Wipe out skillet and return to medium-high heat. Melt coconut oil, swirling pan so that it’s evenly coated, until foaming, then add reserved apples. Drizzle with honey and generously sprinkle with sea salt. Cook, tossing often, until apples are tender and deep golden brown and glazed with honey, about 5 minutes. Scrape into a medium bowl and let cool.
Add flour(s), baking powder, baking soda, and kosher salt to nuts; whisk to combine. Beat eggs and granulated sugar in a bowl with a whisk until mixture is thick, pale, and doubled in volume.
Combine oil and "buttermilk" in a measuring glass. Whisking, gradually pour into egg mixture, stopping as soon as incorporated to prevent eggs from deflating. Scrape into bowl with dry ingredients and fold until just combined.

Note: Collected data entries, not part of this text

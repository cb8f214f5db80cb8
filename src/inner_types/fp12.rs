use super::*;
use crate::PairingError;
use core::{
    fmt::{self, Debug, Formatter},
    ops::{Add, AddAssign, Mul, MulAssign, Neg, Sub, SubAssign},
    str::FromStr,
};
use rand_core::RngCore;
use subtle::{Choice, ConditionallySelectable, ConstantTimeEq, CtOption};
use zeroize::DefaultIsZeroes;

/// `u^((p^k - 1) / 6)` for k = 1, 2, 3
const FROBENIUS_COEFF_C1: [Fp; 3] = [
    Fp::from_be_hex("009a9975399c019633c1e30682567f915c8a45e0f94ebc8ec681bf34a3aa559db57668e558eb0188e938a9d1104f2031"),
    Fp::from_be_hex("000000000000000009b3af05dd14f6ec619aaf7d34594aabc5ed1347970dec00452217cc900000008508c00000000002"),
    Fp::from_be_hex("01680a40796537cac0c534db1a79beb1400398f50ad1dec1bce649cf436b0f6299588459bff27d8e6e76d5ecf1391c63"),
];

/// Represents an element $c_0 + c_1 w$ of $\mathbb{F}_{p^{12}} = \mathbb{F}_{p^6} / w^2 - v$
#[derive(Copy, Clone, Default)]
pub struct Fp12 {
    pub c0: Fp6,
    pub c1: Fp6,
}

impl From<Fp> for Fp12 {
    fn from(f: Fp) -> Self {
        Self {
            c0: Fp6::from(f),
            c1: Fp6::ZERO,
        }
    }
}

impl From<Fp2> for Fp12 {
    fn from(f: Fp2) -> Self {
        Self {
            c0: Fp6::from(f),
            c1: Fp6::ZERO,
        }
    }
}

impl From<Fp6> for Fp12 {
    fn from(c0: Fp6) -> Self {
        Self { c0, c1: Fp6::ZERO }
    }
}

impl ConstantTimeEq for Fp12 {
    fn ct_eq(&self, other: &Self) -> Choice {
        self.c0.ct_eq(&other.c0) & self.c1.ct_eq(&other.c1)
    }
}

impl ConditionallySelectable for Fp12 {
    fn conditional_select(a: &Self, b: &Self, choice: Choice) -> Self {
        Self {
            c0: Fp6::conditional_select(&a.c0, &b.c0, choice),
            c1: Fp6::conditional_select(&a.c1, &b.c1, choice),
        }
    }
}

impl Debug for Fp12 {
    fn fmt(&self, f: &mut Formatter) -> fmt::Result {
        write!(f, "Fp12({:?} + {:?} * w)", self.c0, self.c1)
    }
}

extension_field_impl!(Fp12);

impl Fp12 {
    /// Twelve base field elements
    pub const BYTES: usize = 2 * Fp6::BYTES;

    pub const ZERO: Self = Self {
        c0: Fp6::ZERO,
        c1: Fp6::ZERO,
    };

    pub const ONE: Self = Self {
        c0: Fp6::ONE,
        c1: Fp6::ZERO,
    };

    pub const fn new(c0: Fp6, c1: Fp6) -> Self {
        Self { c0, c1 }
    }

    pub fn is_zero(&self) -> Choice {
        self.c0.is_zero() & self.c1.is_zero()
    }

    pub fn is_one(&self) -> Choice {
        self.c0.is_one() & self.c1.is_zero()
    }

    pub fn random(mut rng: impl RngCore) -> Self {
        Self {
            c0: Fp6::random(&mut rng),
            c1: Fp6::random(&mut rng),
        }
    }

    /// The base field coefficients in encoding order, `C0.B0.A0` first.
    pub fn coefficients(&self) -> [Fp; 12] {
        let mut out = [Fp::ZERO; 12];
        for (i, c6) in [self.c0, self.c1].iter().enumerate() {
            for (j, c2) in [c6.c0, c6.c1, c6.c2].iter().enumerate() {
                out[6 * i + 2 * j] = c2.c0;
                out[6 * i + 2 * j + 1] = c2.c1;
            }
        }
        out
    }

    pub fn from_coefficients(c: &[Fp; 12]) -> Self {
        Self {
            c0: Fp6 {
                c0: Fp2::new(c[0], c[1]),
                c1: Fp2::new(c[2], c[3]),
                c2: Fp2::new(c[4], c[5]),
            },
            c1: Fp6 {
                c0: Fp2::new(c[6], c[7]),
                c1: Fp2::new(c[8], c[9]),
                c2: Fp2::new(c[10], c[11]),
            },
        }
    }

    /// Parses twelve hex encoded base field elements in encoding order.
    pub fn from_str_coefficients(coefficients: [&str; 12]) -> Result<Self, PairingError> {
        let mut c = [Fp::ZERO; 12];
        for (out, s) in c.iter_mut().zip(coefficients.iter()) {
            *out = Fp::from_str(s)?;
        }
        Ok(Self::from_coefficients(&c))
    }

    /// Twelve big-endian base field elements, `C0.B0.A0` first.
    pub fn to_repr(&self) -> [u8; Self::BYTES] {
        let mut bytes = [0u8; Self::BYTES];
        for (chunk, c) in bytes
            .chunks_exact_mut(Fp::BYTES)
            .zip(self.coefficients().iter())
        {
            chunk.copy_from_slice(&c.to_repr());
        }
        bytes
    }

    pub fn from_repr(bytes: &[u8; Self::BYTES]) -> CtOption<Self> {
        let mut c = [Fp::ZERO; 12];
        let mut is_some = Choice::from(1u8);
        for (out, chunk) in c.iter_mut().zip(bytes.chunks_exact(Fp::BYTES)) {
            let mut repr = [0u8; Fp::BYTES];
            repr.copy_from_slice(chunk);
            let f = Fp::from_repr(&repr);
            is_some &= f.is_some();
            *out = f.unwrap_or(Fp::ZERO);
        }
        CtOption::new(Self::from_coefficients(&c), is_some)
    }

    /// Multiplies by the sparse element `s v`.
    pub fn mul_by_v(&self, s: &Fp2) -> Self {
        Self {
            c0: self.c0.mul_by_1(s),
            c1: self.c1.mul_by_1(s),
        }
    }

    /// Multiplies by the sparse element `s v w`.
    pub fn mul_by_vw(&self, s: &Fp2) -> Self {
        Self {
            c0: self.c1.mul_by_1(s).mul_by_nonresidue(),
            c1: self.c0.mul_by_1(s),
        }
    }

    /// Multiplies by the sparse element `s v^2 w`.
    pub fn mul_by_v2w(&self, s: &Fp2) -> Self {
        Self {
            c0: self.c1.mul_by_2(s).mul_by_nonresidue(),
            c1: self.c0.mul_by_2(s),
        }
    }

    pub fn conjugate(&self) -> Self {
        Self {
            c0: self.c0,
            c1: -self.c1,
        }
    }

    /// The inverse of an element of norm one, which is its conjugate.
    pub fn unitary_inverse(&self) -> Self {
        self.conjugate()
    }

    /// Raises this element to `p^power` for `power` in `1..=3`.
    pub(crate) fn frobenius_map(&self, power: usize) -> Self {
        debug_assert!((1..=3).contains(&power));
        Self {
            c0: self.c0.frobenius_map(power),
            c1: self
                .c1
                .frobenius_map(power)
                .mul_by_fp(&FROBENIUS_COEFF_C1[power - 1]),
        }
    }

    /// Raises this element to p.
    pub fn frobenius(&self) -> Self {
        self.frobenius_map(1)
    }

    /// Raises this element to p^2.
    pub fn frobenius_square(&self) -> Self {
        self.frobenius_map(2)
    }

    /// Raises this element to p^3.
    pub fn frobenius_cube(&self) -> Self {
        self.frobenius_map(3)
    }

    pub fn square(&self) -> Self {
        let b0 = self.c0.square();
        let b1 = self.c1.square();
        Self {
            c0: b0 + b1.mul_by_nonresidue(),
            c1: (self.c0 * self.c1).double(),
        }
    }

    /// Squaring in the cyclotomic subgroup, only valid for elements of norm one.
    pub fn cyclotomic_square(&self) -> Self {
        #[must_use]
        fn fp4_square(a: Fp2, b: Fp2) -> (Fp2, Fp2) {
            let t0 = a.square();
            let t1 = b.square();
            let mut t2 = t1.mul_by_nonresidue();
            let c0 = t2 + t0;
            t2 = a + b;
            t2 = t2.square();
            t2 -= t0;
            let c1 = t2 - t1;

            (c0, c1)
        }
        // Adaptation of Algorithm 5.5.4, Guide to Pairing-Based Cryptography
        // Faster Squaring in the Cyclotomic Subgroup of Sixth Degree Extensions
        // https://eprint.iacr.org/2009/565.pdf
        let mut z0 = self.c0.c0;
        let mut z4 = self.c0.c1;
        let mut z3 = self.c0.c2;
        let mut z2 = self.c1.c0;
        let mut z1 = self.c1.c1;
        let mut z5 = self.c1.c2;

        let (t0, t1) = fp4_square(z0, z1);

        // For A
        z0 = t0 - z0;
        z0 = z0 + z0 + t0;

        z1 = t1 + z1;
        z1 = z1 + z1 + t1;

        let (mut t0, t1) = fp4_square(z2, z3);
        let (t2, t3) = fp4_square(z4, z5);

        // For C
        z4 = t0 - z4;
        z4 = z4 + z4 + t0;

        z5 = t1 + z5;
        z5 = z5 + z5 + t1;

        // For B
        t0 = t3.mul_by_nonresidue();
        z2 = t0 + z2;
        z2 = z2 + z2 + t0;

        z3 = t2 - z3;
        z3 = z3 + z3 + t2;

        Fp12 {
            c0: Fp6 {
                c0: z0,
                c1: z4,
                c2: z3,
            },
            c1: Fp6 {
                c0: z2,
                c1: z1,
                c2: z5,
            },
        }
    }

    pub fn addition(&self, other: &Self) -> Self {
        Self {
            c0: self.c0 + other.c0,
            c1: self.c1 + other.c1,
        }
    }

    pub fn double(&self) -> Self {
        Self {
            c0: self.c0.double(),
            c1: self.c1.double(),
        }
    }

    pub fn subtract(&self, other: &Self) -> Self {
        Self {
            c0: self.c0 - other.c0,
            c1: self.c1 - other.c1,
        }
    }

    pub fn negate(&self) -> Self {
        Self {
            c0: -self.c0,
            c1: -self.c1,
        }
    }

    pub fn multiply(&self, other: &Self) -> Self {
        let a_a = self.c0 * other.c0;
        let b_b = self.c1 * other.c1;
        let o = other.c1 + other.c0;
        let c1 = (self.c1 + self.c0) * o - a_a - b_b;
        let c0 = b_b.mul_by_nonresidue() + a_a;
        Self { c0, c1 }
    }

    /// Norm based inversion, a single `Fp6` inversion. `None` only for zero.
    pub fn invert(&self) -> CtOption<Self> {
        (self.c0.square() - self.c1.square().mul_by_nonresidue())
            .invert()
            .map(|t| Self {
                c0: self.c0 * t,
                c1: self.c1 * -t,
            })
    }

    /// Square and multiply over little-endian 64-bit limbs. Not constant time.
    pub fn pow_vartime<S: AsRef<[u64]>>(&self, exp: S) -> Self {
        self.pow_vartime_with(exp, Self::square)
    }

    /// [`Fp12::pow_vartime`] using the cyclotomic square, only valid for
    /// elements of norm one.
    pub fn cyclotomic_pow_vartime<S: AsRef<[u64]>>(&self, exp: S) -> Self {
        self.pow_vartime_with(exp, Self::cyclotomic_square)
    }

    fn pow_vartime_with<S: AsRef<[u64]>>(&self, exp: S, square: fn(&Self) -> Self) -> Self {
        let mut res = Self::ONE;
        for e in exp.as_ref().iter().rev() {
            for i in (0..64).rev() {
                res = square(&res);
                if ((*e >> i) & 1) == 1 {
                    res *= self;
                }
            }
        }
        res
    }
}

Scoop about 2 Tbsp. of batter into each muffin cup and place an apple slice on top. Divide remaining batter among muffin cups, filling until just below the top.
Place 1 apple slice on top of each, then spoon any glaze left in the bowl on top. (you might have a few leftover apple slices).
Sprinkle each muffin with some raw sugar and a pinch of sea salt.
Bake muffins until golden brown all over, rotating pan halfway through, 22–28 minutes. Let cool in pan 10 minutes, then transfer to a wire rack and let cool completely.
Serve and enjoy!
NOTES
Batter can be made 2 days ahead. Cover and chill.